Low-temperature specific heat shows a $T$-linear component for $0.1 \\leq x \\leq 0.5$

The $T$-linear component diminishes below 1.2 K and is field-insensitive

No long-range magnetic order observed down to 1.8 K

Abstract

The double-perovskite compounds Sr$_2$CuTeO$_6$ and Sr$_2$CuWO$_6$ are magnetically described as quasi-two-dimensional spin-1/2 square-lattice $J_1{-}J_2$ Heisenberg antiferromagnets with predominant $J_1$ and $J_2$ exchange interactions, respectively.
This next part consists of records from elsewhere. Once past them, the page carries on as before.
// SPDX-License-Identifier: GPL-3.0-or-later
// Copyright 2026 Tobias Sarnowski

//! Mock platform implementation for testing.
//!
//! Program and RAM spaces are backed by byte buffers, input is scripted,
//! output is captured, and the tick counter is advanced by hand. Reads
//! outside a buffer return zero, which conveniently terminates image
//! table scans.

#[cfg(not(any(test, feature = "std")))]
use alloc::vec::Vec;
#[cfg(any(test, feature = "std"))]
use std::vec::Vec;

use picopy_abi::{MemSpace, ReturnCode};

use crate::error::{VmError, VmResult};
use crate::platform::Platform;

/// A scripted platform backed by in-memory buffers.
#[derive(Default, Debug)]
pub struct MockPlatform {
    /// Program-flash space contents.
    pub prog: Vec<u8>,
    /// RAM space contents (host side, distinct from the VM heap).
    pub ram: Vec<u8>,
    /// Scripted input bytes, consumed front to back.
    pub input: Vec<u8>,
    /// Read cursor into `input`.
    pub input_pos: usize,
    /// Captured output bytes.
    pub output: Vec<u8>,
    /// Manually advanced tick counter.
    pub ticks: u32,
}

impl MockPlatform {
    /// A mock with the given program-space contents.
    #[must_use]
    pub fn with_prog(prog: Vec<u8>) -> Self {
        Self {
            prog,
            ..Self::default()
        }
    }

    /// The captured output as a byte slice.
    #[must_use]
    pub fn output(&self) -> &[u8] {
        &self.output
    }
}

impl Platform for MockPlatform {
    fn mem_get_byte(&self, space: MemSpace, cursor: &mut u32) -> u8 {
        let buf = match space {
            MemSpace::Ram => &self.ram,
            MemSpace::Prog => &self.prog,
            _ => return 0,
        };
        let b = buf.get(*cursor as usize).copied().unwrap_or(0);
        *cursor += 1;
        b
    }

    fn get_byte(&mut self) -> VmResult<u8> {
        let Some(&b) = self.input.get(self.input_pos) else {
            return Err(VmError::raise(ReturnCode::ExIo));
        };
        self.input_pos += 1;
        Ok(b)
    }

    fn put_byte(&mut self, b: u8) -> VmResult<()> {
        self.output.push(b);
        Ok(())
    }

    fn get_ms_ticks(&self) -> u32 {
        self.ticks
    }
}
We report the low-temperature magnetic properties of Sr$_2$CuTe$_{1-x}$W$_x$O$_6$ with randomness in the magnitudes of $J_1$ and $J_2$. It was found that the low-temperature specific heat for $0.1\leq x \leq 0.5$ has a large component proportional to the temperature $T$ above 1.2 K, although the low-temperature specific heat for the two parent systems is approximately proportional to $T^3$. With decreasing temperature below 1.2 K, the $T$-linear component decreases rapidly toward zero, which is insensitive to the magnetic field up to 9 T. This is suggestive of the singlet excitation decoupled from the magnetic field. The NMR spectrum for $x=0.2$ exhibits no long-range order down to 1.8 K. These results indicates that the ground state of Sr$_2$CuTe$_{1-x}$W$_x$O$_6$ is a valence-bond-glass state with singlet gaps.